My father wants to vote for McCain because he thinks he will "win the war" and Barack won't. (He pronounces Barack "bearik.") Up until a few months ago, when I showed him a map of the Middle East, he supported the Iraq War because he thought Iraq and Afghanistan shared a border and we had to go into Iraq to stop the flow of terrorists from Afghanistan into Iraq. Now he thinks the war with Iraq was wrong, but he says we still have to "win" it. He has real cognitive deterioration and probably shouldn't be allowed to vote, but there is no law that I know of to stop him.

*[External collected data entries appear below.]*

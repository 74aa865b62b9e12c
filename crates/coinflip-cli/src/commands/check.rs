use std::time::Instant;

use coinflip_core::{
    BiasedSource, Bit, Debiaser, RngStream, SequenceGenerator, SimulationConfig, rng::time_seed,
};
use coinflip_tests::TestResult;

/// Fewest bits every test in the battery can score.
pub const MIN_CHECK_LENGTH: usize = 1280;

pub fn run(probability: f64, length: usize, seed: Option<u64>) {
    if let Some(msg) = length_error(length) {
        eprintln!("{msg}");
        std::process::exit(1);
    }
    let config = SimulationConfig {
        probability,
        sequence_length: length,
        trials: 1,
        seed,
    };
    let bias = match config.validate() {
        Ok(bias) => bias,
        Err(e) => super::exit_with(&e),
    };
    super::warn_if_degenerate(probability);
    let seed = seed.unwrap_or_else(time_seed);
    log::info!("Seed {seed}");

    println!("Running randomness battery on {length} bits (p={bias}, seed={seed})...\n");

    // Raw coin and debiased output start from the same stream.
    let mut raw_source = BiasedSource::new(bias, RngStream::from_seed(seed));
    let raw: Vec<u8> = (0..length).map(|_| raw_source.flip().value()).collect();

    let t0 = Instant::now();
    let mut generator =
        SequenceGenerator::new(Debiaser::new(BiasedSource::new(bias, RngStream::from_seed(seed))));
    let debiased = match generator.bits(length) {
        Ok(bits) => bits.into_iter().map(Bit::value).collect::<Vec<u8>>(),
        Err(e) => super::exit_with(&e),
    };
    log::debug!(
        "Generated {length} bits from {} pairs in {:.3}s",
        generator.debiaser().pairs_drawn(),
        t0.elapsed().as_secs_f64()
    );

    let raw_results = coinflip_tests::run_all_tests(&raw);
    let results = coinflip_tests::run_all_tests(&debiased);

    print_table(&raw_results, &results);

    let score = coinflip_tests::calculate_quality_score(&results);
    let raw_score = coinflip_tests::calculate_quality_score(&raw_results);
    println!("\nQuality score: {score:.0}/100 debiased, {raw_score:.0}/100 raw");

    if !monobit_passed(&results) {
        eprintln!("Debiased output failed the monobit frequency test.");
        std::process::exit(1);
    }
}

/// Reject lengths too short for the battery to produce p-values.
fn length_error(length: usize) -> Option<String> {
    (length < MIN_CHECK_LENGTH).then(|| {
        format!(
            "Error: check needs at least {MIN_CHECK_LENGTH} bits to run every test, got {length}. \
             Use --length {MIN_CHECK_LENGTH} or more."
        )
    })
}

fn print_table(raw: &[TestResult], debiased: &[TestResult]) {
    println!("{}", "=".repeat(68));
    println!(
        "{:<22} {:>10} {:>6}   {:>10} {:>6}",
        "Test", "raw p", "Grade", "debiased p", "Grade"
    );
    println!("{}", "-".repeat(68));
    for (r, d) in raw.iter().zip(debiased) {
        println!(
            "{:<22} {:>10} {:>6}   {:>10} {:>6}",
            d.name,
            format_p(r.p_value),
            r.grade,
            format_p(d.p_value),
            d.grade
        );
    }
}

fn format_p(p: Option<f64>) -> String {
    match p {
        Some(p) => format!("{p:.4}"),
        None => "-".to_string(),
    }
}

fn monobit_passed(results: &[TestResult]) -> bool {
    results
        .iter()
        .find(|r| r.name == "Monobit Frequency")
        .is_some_and(|r| r.passed)
}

The more I think about it, the more I believe the biggest divide in this country, in terms of political knowledge and sophistication, as well as voting patterns, is between those who are college educated and those who aren't - with one caveat - those who majored in the liberal arts tend to be more liberal (and dare I say open minded) than those who majored in business. A liberal arts education makes you more open to new ideas, less fearful of challenging the status quo, more willing to adopt change. With the classes you take for a liberal arts major, you simply are exposed to more. Whether that makes college educated voters right or wrong is not for me to decide - conservatives, for instance, say change is bad and sticking with the past is good, while liberals are much more open to embracing that which is new, and much less fearful of diversity.

Unless a polling company conducts the kind of study I suggest, however, we will never know how much education vs. other factors decide the outcome of this race. I do believe, though, that as more and more Americans become comfortable with diversity, through education, we will become a more progressive and less conservative country.